Developing an appropriate disease model requires two major steps, deciding what diseases need to be included and determining the causal structure among the diseases, intermediate states, and findings. The domain is management of the hemodynamic consequences of heart failure. Therefore we need to include the diseases that alter the hemodynamics. However, there are many definitions of a disease. One important disease of the myocardium is congestive cardiomyopathy. This disease can be further classified by causes (alcohol, sarcoidosis, idiopathic, etc.) but no matter what the cause, the effect on the cardiovascular hemodynamics is the same. That is not to say that the entire treatment is the same - if there is a treatable cause weakening the heart, that must be treated - but those aspects involved in correcting the hemodynamic dysfunction remain the same. Therefore, we have one node for congestive cardiomyopathy and it is considered a primary cause. Since there is also a node for ischemic heart disease in the model which can cause congestive cardiomyopathy, that causal link must be included. Thus, congestive cardiomyopathy may be primary or caused by other nodes. The decision about what to include is not always so simple. There is an uncommon disease, left atrial myxoma, that partially obstructs the mitral valve and produces the same hemodynamic dysfunction as mitral stenosis. The physical examination clues to distinguish the two diseases are quite subtle, but if either disease were suspected, an echocardiogram or other imaging test would be done which would clarify the situation. Therefore, there is no advantage to including the less common disease and the common disease node is used to cover both. There are also a number of congenital diseases that have been left out of the program because such diseases are not initially found in the adult (our target population). Thus the model has in it the cardiovascular causes of the hemodynamic dysfunctions at the level needed to distinguish the different hemodynamic manifestations.

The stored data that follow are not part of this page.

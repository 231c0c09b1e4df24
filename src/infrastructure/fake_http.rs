//! Scripted HTTP/1.1 server for adapter tests

use std::sync::{Arc, Mutex};
use tokio::io::{AsyncReadExt, AsyncWriteExt};
use tokio::net::{TcpListener, TcpStream};

#[derive(Debug, Clone)]
pub struct RecordedRequest {
    /// Path and query, e.g. `/chart/AAPL?range=1d&interval=1m`
    pub target: String,
    pub body: String,
}

pub struct FakeServer {
    pub base_url: String,
    requests: Arc<Mutex<Vec<RecordedRequest>>>,
}

impl FakeServer {
    /// Serve every request with the status and JSON body chosen by `respond`
    pub async fn start<F>(respond: F) -> Self
    where
        F: Fn(&RecordedRequest) -> (u16, String) + Send + Sync + 'static,
    {
        let listener = TcpListener::bind("127.0.0.1:0").await.unwrap();
        let base_url = format!("http://{}", listener.local_addr().unwrap());
        let requests = Arc::new(Mutex::new(Vec::new()));
        let respond = Arc::new(respond);

        let recorded = requests.clone();
        tokio::spawn(async move {
            while let Ok((mut socket, _)) = listener.accept().await {
                let Some(request) = read_request(&mut socket).await else {
                    continue;
                };
                recorded.lock().unwrap().push(request.clone());

                let (status, body) = respond(&request);
                let response = format!(
                    "HTTP/1.1 {} {}\r\nContent-Type: application/json\r\nContent-Length: {}\r\nConnection: close\r\n\r\n{}",
                    status,
                    reason(status),
                    body.len(),
                    body
                );
                let _ = socket.write_all(response.as_bytes()).await;
                let _ = socket.shutdown().await;
            }
        });

        Self { base_url, requests }
    }

    pub fn requests(&self) -> Vec<RecordedRequest> {
        self.requests.lock().unwrap().clone()
    }
}

fn reason(status: u16) -> &'static str {
    match status {
        200 => "OK",
        404 => "Not Found",
        _ => "Error",
    }
}

async fn read_request(socket: &mut TcpStream) -> Option<RecordedRequest> {
    let mut buf = Vec::new();
    let mut chunk = [0u8; 4096];

    let head_end = loop {
        let n = socket.read(&mut chunk).await.ok()?;
        if n == 0 {
            return None;
        }
        buf.extend_from_slice(&chunk[..n]);
        if let Some(pos) = buf.windows(4).position(|w| w == b"\r\n\r\n") {
            break pos + 4;
        }
    };

    let head = String::from_utf8_lossy(&buf[..head_end]).to_string();
    let content_length = head
        .lines()
        .filter_map(|line| line.split_once(':'))
        .find(|(name, _)| name.trim().eq_ignore_ascii_case("content-length"))
        .and_then(|(_, value)| value.trim().parse::<usize>().ok())
        .unwrap_or(0);

    while buf.len() < head_end + content_length {
        let n = socket.read(&mut chunk).await.ok()?;
        if n == 0 {
            break;
        }
        buf.extend_from_slice(&chunk[..n]);
    }

    let target = head.lines().next()?.split_whitespace().nth(1)?.to_string();
    let body_end = buf.len().min(head_end + content_length);
    let body = String::from_utf8_lossy(&buf[head_end..body_end]).to_string();

    Some(RecordedRequest { target, body })
}
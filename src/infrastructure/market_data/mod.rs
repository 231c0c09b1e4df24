//! Market data adapters

mod yahoo_feed;

pub use yahoo_feed::{parse_last_close, YahooPriceFeed};
//! Price feed interface

use async_trait::async_trait;

use crate::shared::errors::PriceError;
use crate::shared::types::Symbol;

/// Source of last traded prices
#[async_trait]
pub trait PriceFeed: Send + Sync {
    /// Human readable name used in logs
    fn name(&self) -> &str;

    /// Most recent traded price for `symbol`
    async fn last_price(&self, symbol: &Symbol) -> Result<f64, PriceError>;
}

There are also a number of diseases with findings similar to those produced by hemodynamic dysfunction. For example, the pulmonary findings of pneumonia are often very difficult to distinguish from those of cardiac pulmonary congestion. Since such diseases are often the most important differential diagnoses, they must be included. The problem again is the level of detail. Both low cardiac output and renal insufficiency cause retention of fluids, but there are many different kinds of renal insufficiency because there are many kinds of kidney disease. Our solution has been to only cover such diseases to the extent that they produce findings similar to cardiac findings. Thus, we have entities such as renal insufficiency and primary liver disease. The result is a model with decreasing specificity as one gets away from the central focus of hemodynamic disorders.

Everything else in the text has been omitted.